Significantly related to a shunt infection was the number of shunt surgeries. 190 interventions in the AIS group (2.21 interventions per patient) and 408 in the non-AIS group (2.37 interventions per patient) had been performed (p = 0.3063; Wilcoxon). There was no shunt infection in the group of patients on whom only one shunt surgery was performed. In patients with at least two shunt surgeries the infection rate was 9%. The infection rate in AIS patients was 5/52 (9.6 %) and in the non-AIS 10/114 (8.77 %), (p = 1.0; Fisher's exact test). Staphylococcus epidermidis was the most frequent pathogen for shunt infection. Fourteen out of 15 infections occurred within the first 6 months of surgery. The most frequent pathogen for shunt infection was S. epidermidis. No toxic or allergic complications were seen using the AIS shunt systems. The presented data show a remarkably low infection rate of 5.8 % in the non-AIS group compared to other studies which demonstrated a significant decrease in the infection rate by AIS.


AIS did not significantly reduce shunt infection in hydrocephalus patients in the presented study. In the AIS group three patients suffered from shunt infections caused by skin ulceration or neurosurgical procedures with exposure of the cerebrospinal liquor after shunt implantation. AIS was not developed to prevent infection in such cases, therefore an advantage of AIS can not be excluded. In view of the presented data and the small number of reported studies a prospective randomized multicenter study is required.


Shunt infection is a serious complication causing persisting intellectual, cognitive and neurological deficits [1]. It may be even a life threatening complication. In addition to this, severe individual impairment cost of complication management sums up to 27,000 to 30,000 $ per patient [2].

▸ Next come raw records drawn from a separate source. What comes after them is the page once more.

//! Sled-backed content store
//!
//! Two trees share one database:
//! - `entries`: object path -> [`EntryRecord`] (bincode)
//! - `blobs`: content id -> file bytes
//!
//! The store root `/` is an implicit directory and is never persisted.
//! A blob lives exactly as long as some file entry references it; mutations
//! are serialized so the reclaim sweep never races a write of the same bytes.

use crate::error::StoreError;
use crate::store::hasher;
use crate::store::{
    ContentStore, CopyOptions, ListEntry, MkdirOptions, RemoveOptions, Stat, WriteOptions,
};
use crate::types::{ContentId, NodeKind, ObjectPath};
use async_trait::async_trait;
use bincode;
use parking_lot::Mutex;
use serde::{Deserialize, Serialize};
use sled::{Batch, Db, Tree};
use std::cmp::Reverse;
use std::collections::{HashMap, HashSet};
use std::path::Path;
use std::sync::Arc;
use tracing::{debug, trace};

const TREE_ENTRIES: &str = "entries";
const TREE_BLOBS: &str = "blobs";

/// Persisted form of one path entry
#[derive(Debug, Clone, Serialize, Deserialize)]
struct EntryRecord {
    kind: NodeKind,
    blob: Option<ContentId>,
    size: u64,
}

impl EntryRecord {
    fn directory() -> Self {
        Self {
            kind: NodeKind::Directory,
            blob: None,
            size: 0,
        }
    }

    fn file(blob: ContentId, size: u64) -> Self {
        Self {
            kind: NodeKind::File,
            blob: Some(blob),
            size,
        }
    }
}

/// Sled implementation of [`ContentStore`]
#[derive(Clone)]
pub struct SledContentStore {
    db: Db,
    entries: Tree,
    blobs: Tree,
    mutation: Arc<Mutex<()>>,
}

impl SledContentStore {
    /// Open (or create) a store at the given directory
    pub fn new<P: AsRef<Path>>(path: P) -> Result<Self, StoreError> {
        Self::from_db(sled::open(path)?)
    }

    /// In-memory store that disappears on drop
    pub fn temporary() -> Result<Self, StoreError> {
        Self::from_db(sled::Config::new().temporary(true).open()?)
    }

    pub fn from_db(db: Db) -> Result<Self, StoreError> {
        let entries = db.open_tree(TREE_ENTRIES)?;
        let blobs = db.open_tree(TREE_BLOBS)?;
        Ok(Self {
            db,
            entries,
            blobs,
            mutation: Arc::new(Mutex::new(())),
        })
    }

    /// Flush all pending writes to disk
    pub fn flush(&self) -> Result<(), StoreError> {
        self.db.flush()?;
        Ok(())
    }

    fn entry(&self, path: &ObjectPath) -> Result<Option<EntryRecord>, StoreError> {
        if path.is_root() {
            return Ok(Some(EntryRecord::directory()));
        }
        match self.entries.get(path.as_str().as_bytes())? {
            Some(raw) => decode(path.as_str(), &raw).map(Some),
            None => Ok(None),
        }
    }

    /// Every entry strictly below `path`, in key order
    fn descendants(&self, path: &ObjectPath) -> Result<Vec<(ObjectPath, EntryRecord)>, StoreError> {
        let prefix = child_prefix(path);
        let mut out = Vec::new();
        for item in self.entries.scan_prefix(prefix.as_bytes()) {
            let (key, value) = item?;
            let key = String::from_utf8(key.to_vec()).map_err(|e| StoreError::Corrupt {
                path: prefix.clone(),
                reason: format!("non utf-8 key: {}", e),
            })?;
            let record = decode(&key, &value)?;
            out.push((ObjectPath::parse(&key)?, record));
        }
        Ok(out)
    }

    /// Queue creation of missing ancestors of `path` into `batch`
    fn plan_parents(
        &self,
        path: &ObjectPath,
        parents: bool,
        batch: &mut Batch,
    ) -> Result<(), StoreError> {
        let mut missing = Vec::new();
        let mut cursor = path.parent();
        while let Some(dir) = cursor {
            match self.entry(&dir)? {
                Some(record) if record.kind == NodeKind::Directory => break,
                Some(_) => return Err(StoreError::NotADirectory(dir)),
                None if !parents => return Err(StoreError::NotFound(dir)),
                None => {
                    cursor = dir.parent();
                    missing.push(dir);
                }
            }
        }
        for dir in missing {
            batch.insert(dir.as_str().as_bytes(), encode(&EntryRecord::directory())?);
        }
        Ok(())
    }

    /// Drop every candidate blob that no file entry references any more
    fn reclaim(&self, mut candidates: HashSet<ContentId>) -> Result<(), StoreError> {
        if candidates.is_empty() {
            return Ok(());
        }
        for item in self.entries.iter() {
            let (key, value) = item?;
            let record = decode(&String::from_utf8_lossy(&key), &value)?;
            if let Some(blob) = record.blob {
                candidates.remove(&blob);
                if candidates.is_empty() {
                    return Ok(());
                }
            }
        }
        for blob in &candidates {
            self.blobs.remove(blob.as_bytes())?;
        }
        debug!(reclaimed = candidates.len(), "Reclaimed unreferenced blobs");
        Ok(())
    }

    fn directory_stat(&self, path: &ObjectPath) -> Result<Stat, StoreError> {
        let mut records = self.descendants(path)?;
        // Deepest first so every child id exists before its parent is folded
        records.sort_by_key(|(p, _)| Reverse(p.depth()));

        let mut listings: HashMap<ObjectPath, Vec<(String, NodeKind, ContentId)>> = HashMap::new();
        let mut total_size = 0u64;

        for (entry_path, record) in records {
            let id = match record.kind {
                NodeKind::File => {
                    total_size += record.size;
                    record.blob.ok_or_else(|| StoreError::Corrupt {
                        path: entry_path.to_string(),
                        reason: "file entry without blob".to_string(),
                    })?
                }
                NodeKind::Directory => {
                    let mut children = listings.remove(&entry_path).unwrap_or_default();
                    children.sort_by(|a, b| a.0.cmp(&b.0));
                    hasher::compute_directory_id(&children)
                }
            };
            if let Some(parent) = entry_path.parent() {
                listings.entry(parent).or_default().push((
                    entry_path.name().to_string(),
                    record.kind,
                    id,
                ));
            }
        }

        let mut children = listings.remove(path).unwrap_or_default();
        children.sort_by(|a, b| a.0.cmp(&b.0));
        Ok(Stat {
            content_id: hasher::compute_directory_id(&children),
            kind: NodeKind::Directory,
            size: total_size,
        })
    }
}

#[async_trait]
impl ContentStore for SledContentStore {
    async fn write(
        &self,
        path: &ObjectPath,
        bytes: &[u8],
        options: WriteOptions,
    ) -> Result<(), StoreError> {
        if path.is_root() {
            return Err(StoreError::IsADirectory(path.clone()));
        }
        let _guard = self.mutation.lock();
        let existing = self.entry(path)?;
        let mut batch = Batch::default();
        let mut released = HashSet::new();
        match existing {
            Some(record) if record.kind == NodeKind::Directory => {
                return Err(StoreError::IsADirectory(path.clone()))
            }
            Some(record) => released.extend(record.blob),
            None if !options.create => return Err(StoreError::NotFound(path.clone())),
            None => self.plan_parents(path, options.parents, &mut batch)?,
        }

        let blob = hasher::compute_blob_id(bytes);
        // Blobs are immutable and keyed by content, so inserting first is safe
        self.blobs.insert(blob.as_bytes(), bytes)?;
        batch.insert(
            path.as_str().as_bytes(),
            encode(&EntryRecord::file(blob, bytes.len() as u64))?,
        );
        self.entries.apply_batch(batch)?;
        released.remove(&blob);
        self.reclaim(released)?;
        trace!(path = %path, blob = %blob.short(), "Wrote entry");
        Ok(())
    }

    async fn mkdir(&self, path: &ObjectPath, options: MkdirOptions) -> Result<(), StoreError> {
        let _guard = self.mutation.lock();
        match self.entry(path)? {
            Some(record) if record.kind == NodeKind::Directory && options.parents => Ok(()),
            Some(_) => Err(StoreError::AlreadyExists(path.clone())),
            None => {
                let mut batch = Batch::default();
                self.plan_parents(path, options.parents, &mut batch)?;
                batch.insert(path.as_str().as_bytes(), encode(&EntryRecord::directory())?);
                self.entries.apply_batch(batch)?;
                Ok(())
            }
        }
    }

    async fn stat(&self, path: &ObjectPath) -> Result<Stat, StoreError> {
        match self.entry(path)? {
            None => Err(StoreError::NotFound(path.clone())),
            Some(record) if record.kind == NodeKind::File => Ok(Stat {
                content_id: record.blob.ok_or_else(|| StoreError::Corrupt {
                    path: path.to_string(),
                    reason: "file entry without blob".to_string(),
                })?,
                kind: NodeKind::File,
                size: record.size,
            }),
            Some(_) => self.directory_stat(path),
        }
    }

    async fn list(&self, path: &ObjectPath) -> Result<Vec<ListEntry>, StoreError> {
        match self.entry(path)? {
            None => return Err(StoreError::NotFound(path.clone())),
            Some(record) if record.kind == NodeKind::File => {
                return Err(StoreError::NotADirectory(path.clone()))
            }
            Some(_) => {}
        }
        let depth = path.depth() + 1;
        Ok(self
            .descendants(path)?
            .into_iter()
            .filter(|(child, _)| child.depth() == depth)
            .map(|(child, record)| ListEntry {
                name: child.name().to_string(),
                kind: record.kind,
            })
            .collect())
    }

    async fn copy(
        &self,
        src: &ObjectPath,
        dst: &ObjectPath,
        options: CopyOptions,
    ) -> Result<(), StoreError> {
        if src.is_root() || dst.is_root() || dst.starts_with(src) {
            return Err(StoreError::InvalidPath(format!(
                "cannot copy {} to {}",
                src, dst
            )));
        }
        let _guard = self.mutation.lock();
        let source = self
            .entry(src)?
            .ok_or_else(|| StoreError::NotFound(src.clone()))?;

        let mut batch = Batch::default();
        let mut released = HashSet::new();
        match self.entry(dst)? {
            Some(_) if !options.overwrite => return Err(StoreError::AlreadyExists(dst.clone())),
            Some(replaced) => {
                released.extend(replaced.blob);
                batch.remove(dst.as_str().as_bytes());
                for (old, record) in self.descendants(dst)? {
                    released.extend(record.blob);
                    batch.remove(old.as_str().as_bytes());
                }
            }
            None => self.plan_parents(dst, options.parents, &mut batch)?,
        }

        batch.insert(dst.as_str().as_bytes(), encode(&source)?);
        if source.kind == NodeKind::Directory {
            for (child, record) in self.descendants(src)? {
                if let Some(target) = child.rebase(src, dst) {
                    batch.insert(target.as_str().as_bytes(), encode(&record)?);
                }
            }
        }
        self.entries.apply_batch(batch)?;
        self.reclaim(released)?;
        Ok(())
    }

    async fn remove(&self, path: &ObjectPath, options: RemoveOptions) -> Result<(), StoreError> {
        if path.is_root() {
            return Err(StoreError::InvalidPath("cannot remove the store root".to_string()));
        }
        let _guard = self.mutation.lock();
        let record = self
            .entry(path)?
            .ok_or_else(|| StoreError::NotFound(path.clone()))?;

        let mut batch = Batch::default();
        let mut released: HashSet<ContentId> = record.blob.into_iter().collect();
        if record.kind == NodeKind::Directory {
            let descendants = self.descendants(path)?;
            if !descendants.is_empty() && !options.recursive {
                return Err(StoreError::NotEmpty(path.clone()));
            }
            for (child, child_record) in descendants {
                released.extend(child_record.blob);
                batch.remove(child.as_str().as_bytes());
            }
        }
        batch.remove(path.as_str().as_bytes());
        self.entries.apply_batch(batch)?;
        self.reclaim(released)?;
        Ok(())
    }

    async fn read(&self, path: &ObjectPath) -> Result<Vec<u8>, StoreError> {
        let record = self
            .entry(path)?
            .ok_or_else(|| StoreError::NotFound(path.clone()))?;
        let blob = match (record.kind, record.blob) {
            (NodeKind::File, Some(blob)) => blob,
            _ => return Err(StoreError::IsADirectory(path.clone())),
        };
        let bytes = self
            .blobs
            .get(blob.as_bytes())?
            .ok_or_else(|| StoreError::Corrupt {
                path: path.to_string(),
                reason: format!("missing blob {}", blob),
            })?;
        Ok(bytes.to_vec())
    }
}

fn child_prefix(path: &ObjectPath) -> String {
    if path.is_root() {
        "/".to_string()
    } else {
        format!("{}/", path)
    }
}

fn encode(record: &EntryRecord) -> Result<Vec<u8>, StoreError> {
    bincode::serialize(record).map_err(|e| StoreError::Corrupt {
        path: String::new(),
        reason: format!("failed to serialize entry: {}", e),
    })
}

fn decode(key: &str, raw: &[u8]) -> Result<EntryRecord, StoreError> {
    bincode::deserialize(raw).map_err(|e| StoreError::Corrupt {
        path: key.to_string(),
        reason: format!("failed to deserialize entry: {}", e),
    })
}
//! Change Queue
//!
//! Per-root single-worker pipeline. Tasks for one root run one at a time in
//! submission order; different roots run in parallel. Workers are spawned
//! lazily on the first task for a root.

use crate::store::hasher::compute_blob_id;
use crate::types::{ObjectPath, Root};
use async_trait::async_trait;
use parking_lot::Mutex;
use std::collections::HashMap;
use std::fmt;
use std::sync::atomic::{AtomicUsize, Ordering};
use std::sync::Arc;
use tokio::sync::{mpsc, oneshot};
use tokio::task::JoinHandle;
use tracing::{debug, error, trace};

/// Unit of work for a root's pipeline
#[derive(Clone, PartialEq, Eq)]
pub enum ChangeTask {
    /// File added or changed; carries the bytes read at event time
    Upsert { path: ObjectPath, bytes: Vec<u8> },
    /// File or directory unlinked
    Remove { path: ObjectPath },
    /// Hash the root and publish it to the manifest
    Publish,
}

impl ChangeTask {
    pub fn op(&self) -> &'static str {
        match self {
            ChangeTask::Upsert { .. } => "upsert",
            ChangeTask::Remove { .. } => "remove",
            ChangeTask::Publish => "publish",
        }
    }

    pub fn path(&self) -> Option<&ObjectPath> {
        match self {
            ChangeTask::Upsert { path, .. } | ChangeTask::Remove { path } => Some(path),
            ChangeTask::Publish => None,
        }
    }
}

impl fmt::Debug for ChangeTask {
    fn fmt(&self, f: &mut fmt::Formatter<'_>) -> fmt::Result {
        match self {
            ChangeTask::Upsert { path, bytes } => f
                .debug_struct("Upsert")
                .field("path", path)
                .field("len", &bytes.len())
                .field("blob", &compute_blob_id(bytes).short())
                .finish(),
            ChangeTask::Remove { path } => f.debug_struct("Remove").field("path", path).finish(),
            ChangeTask::Publish => f.write_str("Publish"),
        }
    }
}

/// Executes tasks for a root. Errors are the handler's to log; the queue
/// always moves on to the next task.
#[async_trait]
pub trait ChangeHandler: Send + Sync + 'static {
    async fn handle(&self, root: &Root, task: ChangeTask);
}

enum QueueItem {
    Task(ChangeTask),
    Flush(oneshot::Sender<()>),
}

struct Worker {
    tx: mpsc::UnboundedSender<QueueItem>,
    pending: Arc<AtomicUsize>,
    handle: JoinHandle<()>,
}

pub struct ChangeQueue<H: ChangeHandler> {
    handler: Arc<H>,
    workers: Arc<Mutex<HashMap<Root, Worker>>>,
}

impl<H: ChangeHandler> Clone for ChangeQueue<H> {
    fn clone(&self) -> Self {
        Self {
            handler: Arc::clone(&self.handler),
            workers: Arc::clone(&self.workers),
        }
    }
}

impl<H: ChangeHandler> ChangeQueue<H> {
    pub fn new(handler: Arc<H>) -> Self {
        Self {
            handler,
            workers: Arc::new(Mutex::new(HashMap::new())),
        }
    }

    pub fn handler(&self) -> &Arc<H> {
        &self.handler
    }

    /// Enqueue a task for `root`. Must be called from within a tokio runtime.
    pub fn submit(&self, root: &Root, task: ChangeTask) {
        trace!(root = %root, task = ?task, "Submitting task");
        let mut workers = self.workers.lock();
        let worker = self.worker_for(&mut workers, root);
        worker.pending.fetch_add(1, Ordering::SeqCst);
        if worker.tx.send(QueueItem::Task(task)).is_err() {
            worker.pending.fetch_sub(1, Ordering::SeqCst);
            error!(root = %root, "Change queue worker is gone; task dropped");
        }
    }

    /// Wait until every task submitted for `root` before this call has run
    pub async fn flush(&self, root: &Root) {
        let rx = {
            let workers = self.workers.lock();
            let Some(worker) = workers.get(root) else {
                return;
            };
            let (tx, rx) = oneshot::channel();
            if worker.tx.send(QueueItem::Flush(tx)).is_err() {
                return;
            }
            rx
        };
        let _ = rx.await;
    }

    /// Flush every root that has a worker
    pub async fn flush_all(&self) {
        for root in self.roots() {
            self.flush(&root).await;
        }
    }

    /// Tasks submitted but not yet finished for `root`
    pub fn pending(&self, root: &Root) -> usize {
        self.workers
            .lock()
            .get(root)
            .map(|w| w.pending.load(Ordering::SeqCst))
            .unwrap_or(0)
    }

    pub fn roots(&self) -> Vec<Root> {
        let mut roots: Vec<Root> = self.workers.lock().keys().cloned().collect();
        roots.sort();
        roots
    }

    /// Stop accepting tasks and wait for every worker to drain its queue
    pub async fn shutdown(&self) {
        let workers: Vec<(Root, Worker)> = self.workers.lock().drain().collect();
        for (root, worker) in workers {
            drop(worker.tx);
            if let Err(e) = worker.handle.await {
                error!(root = %root, error = %e, "Change queue worker panicked");
            }
        }
    }

    fn worker_for<'a>(
        &self,
        workers: &'a mut HashMap<Root, Worker>,
        root: &Root,
    ) -> &'a Worker {
        let stale = workers.get(root).map_or(false, |w| w.tx.is_closed());
        if stale {
            workers.remove(root);
        }
        workers.entry(root.clone()).or_insert_with(|| {
            debug!(root = %root, "Starting change queue worker");
            let (tx, rx) = mpsc::unbounded_channel();
            let pending = Arc::new(AtomicUsize::new(0));
            let handle = tokio::spawn(run_worker(
                root.clone(),
                Arc::clone(&self.handler),
                rx,
                Arc::clone(&pending),
            ));
            Worker {
                tx,
                pending,
                handle,
            }
        })
    }
}

async fn run_worker<H: ChangeHandler>(
    root: Root,
    handler: Arc<H>,
    mut rx: mpsc::UnboundedReceiver<QueueItem>,
    pending: Arc<AtomicUsize>,
) {
    while let Some(item) = rx.recv().await {
        match item {
            QueueItem::Task(task) => {
                handler.handle(&root, task).await;
                pending.fetch_sub(1, Ordering::SeqCst);
            }
            QueueItem::Flush(done) => {
                let _ = done.send(());
            }
        }
    }
    debug!(root = %root, "Change queue worker stopped");
}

The rate of shunt infection varies from 0.3 to 12.9 % [29]. Risk factors for shunt infection include surgeon's experience, duration of surgery, and intraoperative handling of the device. Further unfavorable conditions for shunt operations are late timing of surgery and overcrowded operating theatres [10, 11]. These factors can be influenced by rigorous planning and improved organisation [12]. Already in 1992, Choux et al. [13] established rules for the operating theatre to reduce shunt infection by influencing these risk factors. They were able to reduce their infection rate in 600 children to 0.33 % by strictly complying with the so-called „Choux's rules“. In 2005, Choksey and Malik reported only one shunt infection in a total of 176 shunt procedures performed in 126 patients with hydrocephalus due to strictly adhering to the following surgical principles: asepsis, antisepsis, antimicrobial therapy, and the avoidance of haematomas [11]. In contrast, several risk factors causing shunt infection cannot be influenced: patients' age, suppressed immune system e.g. in patients receiving radiation and/or chemotherapy, in long-term intensive care, with a disturbed level of consciousness, skin alterations, previous infection and external cerebrospinal fluid drainage previous to shunt implantation.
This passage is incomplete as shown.